(Stored data)
============

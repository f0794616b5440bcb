use std::collections::HashMap;
use std::sync::atomic::{AtomicUsize, Ordering};
use std::sync::Arc;
use std::time::Duration;

use async_trait::async_trait;
use parking_lot::Mutex;
use scoped_rag_authz_client::{AuthorizationClient, AuthzError};
use scoped_rag_core_types::{Action, Chunk, ChunkId, FailureKind, ResourceId, Subject, Verdict};
use scoped_rag_resource_index::MetadataResourceIndex;
use scoped_rag_retrieval_filter::{
    ExclusionReason, FilterPolicy, FilterSession, RetrievalFilter,
};

#[derive(Clone, Copy)]
enum Rule {
    Allow,
    Deny,
    Unavailable,
    /// Allow after a delay.
    Slow(Duration),
    Hang,
}

#[derive(Default)]
struct ScriptedAuthz {
    rules: HashMap<(String, String), Rule>,
    calls: Mutex<HashMap<(String, String), usize>>,
    in_flight: AtomicUsize,
    max_in_flight: AtomicUsize,
}

impl ScriptedAuthz {
    fn rule(mut self, subject: &str, resource: &str, rule: Rule) -> Self {
        self.rules
            .insert((subject.to_string(), resource.to_string()), rule);
        self
    }

    fn calls_for(&self, subject: &str, resource: &str) -> usize {
        self.calls
            .lock()
            .get(&(subject.to_string(), resource.to_string()))
            .copied()
            .unwrap_or(0)
    }

    fn total_calls(&self) -> usize {
        self.calls.lock().values().sum()
    }
}

struct InFlight<'a>(&'a AtomicUsize);

impl Drop for InFlight<'_> {
    fn drop(&mut self) {
        self.0.fetch_sub(1, Ordering::SeqCst);
    }
}

#[async_trait]
impl AuthorizationClient for ScriptedAuthz {
    async fn check(
        &self,
        subject: &Subject,
        action: Action,
        resource: &ResourceId,
    ) -> Result<Verdict, AuthzError> {
        assert_eq!(action, Action::Read);
        let key = (subject.as_str().to_string(), resource.as_str().to_string());
        *self.calls.lock().entry(key.clone()).or_default() += 1;

        let now = self.in_flight.fetch_add(1, Ordering::SeqCst) + 1;
        self.max_in_flight.fetch_max(now, Ordering::SeqCst);
        let _guard = InFlight(&self.in_flight);

        match self.rules.get(&key).copied().unwrap_or(Rule::Deny) {
            Rule::Allow => Ok(Verdict::Allow),
            Rule::Deny => Ok(Verdict::Deny),
            Rule::Unavailable => Err(AuthzError::ServiceUnavailable("connection refused".into())),
            Rule::Slow(delay) => {
                tokio::time::sleep(delay).await;
                Ok(Verdict::Allow)
            }
            Rule::Hang => std::future::pending().await,
        }
    }
}

fn chunk(id: &str, rank: u32, resource: &str) -> Chunk {
    Chunk::new(ChunkId::new(id).unwrap(), rank, format!("text of {id}"))
        .with_metadata("id", resource)
}

fn orphan(id: &str, rank: u32) -> Chunk {
    Chunk::new(ChunkId::new(id).unwrap(), rank, "orphaned text")
}

fn ids(chunks: &[Chunk]) -> Vec<&str> {
    chunks.iter().map(|chunk| chunk.id.as_str()).collect()
}

fn subject(raw: &str) -> Subject {
    Subject::new(raw).unwrap()
}

fn filter_with(authz: Arc<ScriptedAuthz>, policy: FilterPolicy) -> RetrievalFilter {
    RetrievalFilter::new(authz, Arc::new(MetadataResourceIndex::default()), policy).unwrap()
}

fn session(filter: &RetrievalFilter, who: &str) -> FilterSession {
    filter.open_session(subject(who)).unwrap()
}

#[tokio::test]
async fn denied_resource_is_dropped_and_allowed_kept() {
    let authz = Arc::new(
        ScriptedAuthz::default()
            .rule("alice", "fileA", Rule::Allow)
            .rule("alice", "fileB", Rule::Deny),
    );
    let filter = filter_with(authz.clone(), FilterPolicy::default());
    let session = session(&filter, "alice");

    let filtered = filter
        .filter_with_report(
            &session,
            vec![chunk("a1", 1, "fileA"), chunk("b1", 2, "fileB"), chunk("b2", 3, "fileB")],
        )
        .await;
    assert_eq!(ids(&filtered.chunks), vec!["a1"]);
    assert_eq!(filtered.report.denied, 2);
    assert_eq!(filtered.report.excluded(), 2);
    assert!(!filtered.report.is_degraded());
}

#[tokio::test]
async fn service_outage_yields_empty_result_not_error() {
    let authz = Arc::new(
        ScriptedAuthz::default()
            .rule("alice", "fileA", Rule::Unavailable)
            .rule("alice", "fileB", Rule::Unavailable),
    );
    let filter = filter_with(authz, FilterPolicy::default());
    let session = session(&filter, "alice");

    let filtered = filter
        .filter_with_report(&session, vec![chunk("a1", 1, "fileA"), chunk("b1", 2, "fileB")])
        .await;
    assert!(filtered.chunks.is_empty());
    assert!(filtered.report.is_degraded());
    assert_eq!(
        filtered.report.failed.get(&FailureKind::ServiceUnavailable),
        Some(&2)
    );
}

#[tokio::test]
async fn shared_resource_is_checked_once() {
    let authz = Arc::new(ScriptedAuthz::default().rule("bob", "fileC", Rule::Allow));
    let filter = filter_with(authz.clone(), FilterPolicy::default());
    let session = session(&filter, "bob");

    let candidates: Vec<Chunk> = (1..=5)
        .map(|rank| chunk(&format!("c{rank}"), rank, "fileC"))
        .collect();
    let filtered = filter.filter_with_report(&session, candidates).await;

    assert_eq!(ids(&filtered.chunks), vec!["c1", "c2", "c3", "c4", "c5"]);
    assert_eq!(authz.calls_for("bob", "fileC"), 1);
    assert_eq!(filtered.report.distinct_resources, 1);
}

#[tokio::test]
async fn denied_resource_leaks_no_chunk() {
    let authz = Arc::new(ScriptedAuthz::default().rule("alice", "fileA", Rule::Deny));
    let filter = filter_with(authz.clone(), FilterPolicy::default());
    let session = session(&filter, "alice");

    let filtered = filter
        .filter_with_report(&session, vec![chunk("a1", 1, "fileA"), chunk("a2", 2, "fileA")])
        .await;
    assert!(filtered.chunks.is_empty());
    assert_eq!(filtered.report.denied, 2);
    assert!(!filtered.report.is_degraded());
    assert_eq!(authz.calls_for("alice", "fileA"), 1);
}

#[tokio::test]
async fn output_is_ordered_subsequence_of_input() {
    let authz = Arc::new(
        ScriptedAuthz::default()
            .rule("alice", "fileA", Rule::Slow(Duration::from_millis(50)))
            .rule("alice", "fileB", Rule::Deny)
            .rule("alice", "fileC", Rule::Allow)
            .rule("alice", "fileD", Rule::Slow(Duration::from_millis(5))),
    );
    let filter = filter_with(authz, FilterPolicy::default());
    let session = session(&filter, "alice");

    let candidates = vec![
        chunk("d1", 1, "fileD"),
        chunk("a1", 2, "fileA"),
        chunk("b1", 3, "fileB"),
        chunk("c1", 4, "fileC"),
        chunk("a2", 5, "fileA"),
        chunk("d2", 6, "fileD"),
    ];
    let out = filter.filter(&session, candidates).await;
    assert_eq!(ids(&out), vec!["d1", "a1", "c1", "a2", "d2"]);
}

#[tokio::test]
async fn unresolvable_chunk_is_treated_as_denied() {
    let authz = Arc::new(ScriptedAuthz::default().rule("alice", "fileA", Rule::Allow));
    let filter = filter_with(authz.clone(), FilterPolicy::default());
    let session = session(&filter, "alice");

    let filtered = filter
        .filter_with_report(&session, vec![orphan("x1", 1), chunk("a1", 2, "fileA")])
        .await;
    assert_eq!(ids(&filtered.chunks), vec!["a1"]);
    assert_eq!(filtered.report.not_found, 1);
    assert_eq!(authz.total_calls(), 1);
}

#[tokio::test]
async fn empty_candidates_issue_no_checks() {
    let authz = Arc::new(ScriptedAuthz::default());
    let filter = filter_with(authz.clone(), FilterPolicy::default());
    let session = session(&filter, "alice");

    let filtered = filter.filter_with_report(&session, Vec::new()).await;
    assert!(filtered.chunks.is_empty());
    assert_eq!(filtered.report.candidates, 0);
    assert_eq!(authz.total_calls(), 0);
}

#[tokio::test]
async fn sessions_do_not_share_decisions() {
    let authz = Arc::new(
        ScriptedAuthz::default()
            .rule("alice", "fileA", Rule::Allow)
            .rule("bob", "fileA", Rule::Deny),
    );
    let filter = filter_with(authz.clone(), FilterPolicy::default());
    let alice = session(&filter, "alice");
    let bob = session(&filter, "bob");

    let candidates = vec![chunk("a1", 1, "fileA")];
    assert_eq!(ids(&filter.filter(&alice, candidates.clone()).await), vec!["a1"]);
    assert!(filter.filter(&bob, candidates).await.is_empty());
    assert_eq!(authz.calls_for("alice", "fileA"), 1);
    assert_eq!(authz.calls_for("bob", "fileA"), 1);
    assert_ne!(alice.id(), bob.id());
}

#[tokio::test]
async fn repeated_calls_are_idempotent_and_cached() {
    let authz = Arc::new(
        ScriptedAuthz::default()
            .rule("alice", "fileA", Rule::Allow)
            .rule("alice", "fileB", Rule::Deny),
    );
    let filter = filter_with(authz.clone(), FilterPolicy::default());
    let session = session(&filter, "alice");
    let candidates = vec![
        chunk("b1", 1, "fileB"),
        chunk("a1", 2, "fileA"),
        chunk("b2", 3, "fileB"),
    ];

    let first = filter.filter(&session, candidates.clone()).await;
    for _ in 0..3 {
        let again = filter.filter(&session, candidates.clone()).await;
        assert_eq!(again, first);
        assert!(again.iter().all(|chunk| chunk.metadata["id"] != "fileB"));
    }
    assert_eq!(ids(&first), vec!["a1"]);
    assert_eq!(authz.total_calls(), 2);
}

#[tokio::test(start_paused = true)]
async fn concurrent_calls_in_one_session_coalesce() {
    let authz = Arc::new(
        ScriptedAuthz::default().rule("alice", "fileA", Rule::Slow(Duration::from_millis(200))),
    );
    let filter = filter_with(authz.clone(), FilterPolicy::default());
    let session = session(&filter, "alice");
    let candidates = vec![chunk("a1", 1, "fileA")];

    let (left, right) = tokio::join!(
        filter.filter(&session, candidates.clone()),
        filter.filter(&session, candidates.clone())
    );
    assert_eq!(ids(&left), vec!["a1"]);
    assert_eq!(left, right);
    assert_eq!(authz.calls_for("alice", "fileA"), 1);
}

#[tokio::test(start_paused = true)]
async fn hung_check_times_out_and_is_excluded() {
    let authz = Arc::new(
        ScriptedAuthz::default()
            .rule("alice", "fileA", Rule::Allow)
            .rule("alice", "fileB", Rule::Hang),
    );
    let policy = FilterPolicy {
        check_timeout: Duration::from_secs(1),
        call_deadline: Duration::from_secs(10),
        ..FilterPolicy::default()
    };
    let filter = filter_with(authz, policy);
    let session = session(&filter, "alice");

    let filtered = filter
        .filter_with_report(&session, vec![chunk("b1", 1, "fileB"), chunk("a1", 2, "fileA")])
        .await;
    assert_eq!(ids(&filtered.chunks), vec!["a1"]);
    assert_eq!(filtered.report.failed.get(&FailureKind::Timeout), Some(&1));
    assert_eq!(filtered.report.deadline_exceeded, 0);
}

#[tokio::test(start_paused = true)]
async fn deadline_returns_partial_result() {
    let slow = Rule::Slow(Duration::from_secs(4));
    let authz = Arc::new(
        ScriptedAuthz::default()
            .rule("alice", "fileA", slow)
            .rule("alice", "fileB", slow)
            .rule("alice", "fileC", slow),
    );
    let policy = FilterPolicy {
        check_timeout: Duration::from_secs(5),
        call_deadline: Duration::from_secs(6),
        concurrency: 1,
        ..FilterPolicy::default()
    };
    let filter = filter_with(authz, policy);
    let session = session(&filter, "alice");

    let filtered = filter
        .filter_with_report(
            &session,
            vec![
                chunk("a1", 1, "fileA"),
                chunk("b1", 2, "fileB"),
                chunk("c1", 3, "fileC"),
            ],
        )
        .await;

    assert_eq!(ids(&filtered.chunks), vec!["a1"]);
    assert_eq!(filtered.report.deadline_exceeded, 2);
    assert!(filtered.report.is_degraded());

    let alice = subject("alice");
    let file_b = ResourceId::new("fileB").unwrap();
    assert!(session.cache().get(&alice, Action::Read, &file_b).is_none());
    assert_eq!(session.cache().len(), 1);
}

#[tokio::test(start_paused = true)]
async fn fan_out_respects_concurrency_limit() {
    let mut authz = ScriptedAuthz::default();
    let mut candidates = Vec::new();
    for n in 0..10u32 {
        let resource = format!("file{n}");
        authz = authz.rule("alice", &resource, Rule::Slow(Duration::from_millis(100)));
        candidates.push(chunk(&format!("c{n}"), n + 1, &resource));
    }
    let authz = Arc::new(authz);
    let policy = FilterPolicy {
        concurrency: 3,
        ..FilterPolicy::default()
    };
    let filter = filter_with(authz.clone(), policy);
    let session = session(&filter, "alice");

    let out = filter.filter(&session, candidates).await;
    assert_eq!(out.len(), 10);
    assert!(authz.max_in_flight.load(Ordering::SeqCst) <= 3);
    assert_eq!(authz.total_calls(), 10);
}

#[tokio::test]
async fn exclusions_are_published_once_per_resource() {
    let authz = Arc::new(
        ScriptedAuthz::default()
            .rule("alice", "fileA", Rule::Allow)
            .rule("alice", "fileB", Rule::Deny),
    );
    let filter = filter_with(authz, FilterPolicy::default());
    let mut events = filter.subscribe();
    let session = session(&filter, "alice");

    filter
        .filter(
            &session,
            vec![
                chunk("a1", 1, "fileA"),
                chunk("b1", 2, "fileB"),
                chunk("b2", 3, "fileB"),
                orphan("x1", 4),
            ],
        )
        .await;

    let denied = events.try_recv().unwrap();
    assert_eq!(denied.reason, ExclusionReason::Denied);
    assert_eq!(denied.resource, Some(ResourceId::new("fileB").unwrap()));
    assert_eq!(&denied.session, session.id());

    let missing = events.try_recv().unwrap();
    assert_eq!(missing.reason, ExclusionReason::ResourceNotFound);
    assert_eq!(missing.chunk, Some(ChunkId::new("x1").unwrap()));
    assert!(events.try_recv().is_err());
}

#[test]
fn invalid_policy_is_rejected_at_construction() {
    let policy = FilterPolicy {
        concurrency: 0,
        ..FilterPolicy::default()
    };
    let built = RetrievalFilter::new(
        Arc::new(ScriptedAuthz::default()),
        Arc::new(MetadataResourceIndex::default()),
        policy,
    );
    assert!(built.is_err());
}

============

**PROBLEM TO SOLVE**.
Every line that contains the string "SeqCst" should be copied from the records.

**ANSWER SPACE**.
        self.0.fetch_sub(1, Ordering::SeqCst);
        let now = self.in_flight.fetch_add(1, Ordering::SeqCst) + 1;
        self.max_in_flight.fetch_max(now, Ordering::SeqCst);
    assert!(authz.max_in_flight.load(Ordering::SeqCst) <= 3);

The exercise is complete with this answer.